REQUIRED ACTION
After checking the listing below, say how many of its lines contain the string "CallSession". Only the number is needed.
:::
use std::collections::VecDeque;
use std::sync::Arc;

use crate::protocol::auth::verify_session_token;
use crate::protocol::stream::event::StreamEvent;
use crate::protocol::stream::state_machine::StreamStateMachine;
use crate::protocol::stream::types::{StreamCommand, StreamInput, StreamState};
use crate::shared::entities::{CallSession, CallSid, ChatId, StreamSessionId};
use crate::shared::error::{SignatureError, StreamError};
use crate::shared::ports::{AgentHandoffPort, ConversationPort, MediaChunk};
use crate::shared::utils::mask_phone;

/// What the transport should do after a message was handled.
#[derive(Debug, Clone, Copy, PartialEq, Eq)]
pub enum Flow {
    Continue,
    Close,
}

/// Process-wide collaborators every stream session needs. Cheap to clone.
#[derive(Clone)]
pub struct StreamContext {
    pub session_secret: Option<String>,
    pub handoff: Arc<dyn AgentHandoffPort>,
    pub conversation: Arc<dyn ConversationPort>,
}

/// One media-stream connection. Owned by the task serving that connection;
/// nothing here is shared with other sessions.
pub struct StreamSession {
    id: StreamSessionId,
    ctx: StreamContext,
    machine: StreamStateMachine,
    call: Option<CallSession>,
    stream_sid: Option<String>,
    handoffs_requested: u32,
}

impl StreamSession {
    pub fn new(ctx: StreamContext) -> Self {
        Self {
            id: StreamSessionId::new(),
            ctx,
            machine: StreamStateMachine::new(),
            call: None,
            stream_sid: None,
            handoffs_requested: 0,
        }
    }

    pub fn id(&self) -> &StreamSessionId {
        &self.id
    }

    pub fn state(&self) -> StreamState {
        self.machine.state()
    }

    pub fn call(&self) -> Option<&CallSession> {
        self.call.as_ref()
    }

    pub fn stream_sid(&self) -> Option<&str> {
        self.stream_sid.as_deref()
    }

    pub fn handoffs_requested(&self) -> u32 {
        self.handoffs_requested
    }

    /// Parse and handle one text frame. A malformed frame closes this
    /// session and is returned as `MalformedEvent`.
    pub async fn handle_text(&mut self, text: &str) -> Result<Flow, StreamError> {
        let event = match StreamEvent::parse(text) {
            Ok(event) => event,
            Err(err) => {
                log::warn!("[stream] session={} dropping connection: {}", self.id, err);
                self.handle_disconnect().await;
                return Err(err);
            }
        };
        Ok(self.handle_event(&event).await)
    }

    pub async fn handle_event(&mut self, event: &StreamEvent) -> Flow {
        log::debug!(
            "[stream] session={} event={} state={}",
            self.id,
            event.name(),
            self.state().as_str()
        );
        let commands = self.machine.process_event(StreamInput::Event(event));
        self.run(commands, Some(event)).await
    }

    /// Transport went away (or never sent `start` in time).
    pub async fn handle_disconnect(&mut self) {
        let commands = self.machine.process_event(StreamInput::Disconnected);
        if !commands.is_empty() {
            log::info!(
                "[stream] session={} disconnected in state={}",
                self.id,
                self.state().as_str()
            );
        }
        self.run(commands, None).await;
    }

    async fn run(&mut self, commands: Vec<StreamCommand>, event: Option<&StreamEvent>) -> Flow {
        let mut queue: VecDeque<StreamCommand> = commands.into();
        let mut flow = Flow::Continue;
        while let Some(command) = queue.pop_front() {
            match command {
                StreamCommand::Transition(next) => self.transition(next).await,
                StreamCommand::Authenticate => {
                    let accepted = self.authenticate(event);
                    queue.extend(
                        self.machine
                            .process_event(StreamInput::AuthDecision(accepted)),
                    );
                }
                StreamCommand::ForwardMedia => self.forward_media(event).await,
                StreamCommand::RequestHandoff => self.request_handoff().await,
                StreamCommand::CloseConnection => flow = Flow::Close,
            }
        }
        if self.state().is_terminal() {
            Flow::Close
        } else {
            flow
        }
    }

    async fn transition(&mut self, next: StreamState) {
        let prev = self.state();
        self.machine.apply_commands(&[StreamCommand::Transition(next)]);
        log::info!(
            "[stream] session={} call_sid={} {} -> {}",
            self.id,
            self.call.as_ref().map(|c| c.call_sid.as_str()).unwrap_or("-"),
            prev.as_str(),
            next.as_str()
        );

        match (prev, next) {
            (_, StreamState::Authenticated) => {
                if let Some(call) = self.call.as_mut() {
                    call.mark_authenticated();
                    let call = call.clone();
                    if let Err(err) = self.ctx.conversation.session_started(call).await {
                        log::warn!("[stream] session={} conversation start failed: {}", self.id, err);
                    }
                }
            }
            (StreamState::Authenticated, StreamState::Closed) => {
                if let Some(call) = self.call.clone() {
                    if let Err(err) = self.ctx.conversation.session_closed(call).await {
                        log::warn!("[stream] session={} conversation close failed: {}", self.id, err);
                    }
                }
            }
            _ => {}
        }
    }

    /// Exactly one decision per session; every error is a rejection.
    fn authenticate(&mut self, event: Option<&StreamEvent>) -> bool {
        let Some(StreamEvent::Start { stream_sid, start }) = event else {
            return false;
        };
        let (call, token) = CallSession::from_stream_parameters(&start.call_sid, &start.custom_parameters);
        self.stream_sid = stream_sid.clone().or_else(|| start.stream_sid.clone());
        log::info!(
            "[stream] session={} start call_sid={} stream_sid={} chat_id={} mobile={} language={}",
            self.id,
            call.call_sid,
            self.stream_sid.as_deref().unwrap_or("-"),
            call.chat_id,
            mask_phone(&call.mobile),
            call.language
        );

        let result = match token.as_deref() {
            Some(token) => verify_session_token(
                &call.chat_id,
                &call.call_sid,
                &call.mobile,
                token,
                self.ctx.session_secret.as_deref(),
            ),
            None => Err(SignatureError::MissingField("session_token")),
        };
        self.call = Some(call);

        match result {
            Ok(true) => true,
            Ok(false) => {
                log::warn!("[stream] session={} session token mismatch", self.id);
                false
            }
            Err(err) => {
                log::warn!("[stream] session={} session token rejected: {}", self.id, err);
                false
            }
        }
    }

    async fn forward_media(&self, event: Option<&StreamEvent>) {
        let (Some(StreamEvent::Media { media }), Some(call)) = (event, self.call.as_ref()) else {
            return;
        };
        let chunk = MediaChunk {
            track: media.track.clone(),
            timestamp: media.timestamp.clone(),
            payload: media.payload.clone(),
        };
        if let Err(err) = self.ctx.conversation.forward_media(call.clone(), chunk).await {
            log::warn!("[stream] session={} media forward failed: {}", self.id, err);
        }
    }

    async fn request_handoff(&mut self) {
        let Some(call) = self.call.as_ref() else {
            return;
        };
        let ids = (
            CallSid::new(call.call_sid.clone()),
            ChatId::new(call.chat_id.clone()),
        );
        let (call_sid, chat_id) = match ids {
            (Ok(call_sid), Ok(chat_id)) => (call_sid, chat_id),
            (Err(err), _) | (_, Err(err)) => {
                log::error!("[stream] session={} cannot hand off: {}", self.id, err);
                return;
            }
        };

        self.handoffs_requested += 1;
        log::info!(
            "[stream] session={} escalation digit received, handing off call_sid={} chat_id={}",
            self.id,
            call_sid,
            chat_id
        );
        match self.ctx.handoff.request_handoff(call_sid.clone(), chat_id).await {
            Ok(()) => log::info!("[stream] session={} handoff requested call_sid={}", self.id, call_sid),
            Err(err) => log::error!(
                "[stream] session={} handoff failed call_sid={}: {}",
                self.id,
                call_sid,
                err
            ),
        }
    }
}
:::
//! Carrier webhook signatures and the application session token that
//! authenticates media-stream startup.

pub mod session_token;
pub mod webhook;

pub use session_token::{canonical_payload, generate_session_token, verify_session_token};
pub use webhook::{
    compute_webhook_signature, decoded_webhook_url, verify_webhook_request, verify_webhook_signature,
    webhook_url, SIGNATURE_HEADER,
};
:::
FINISHED TASK
4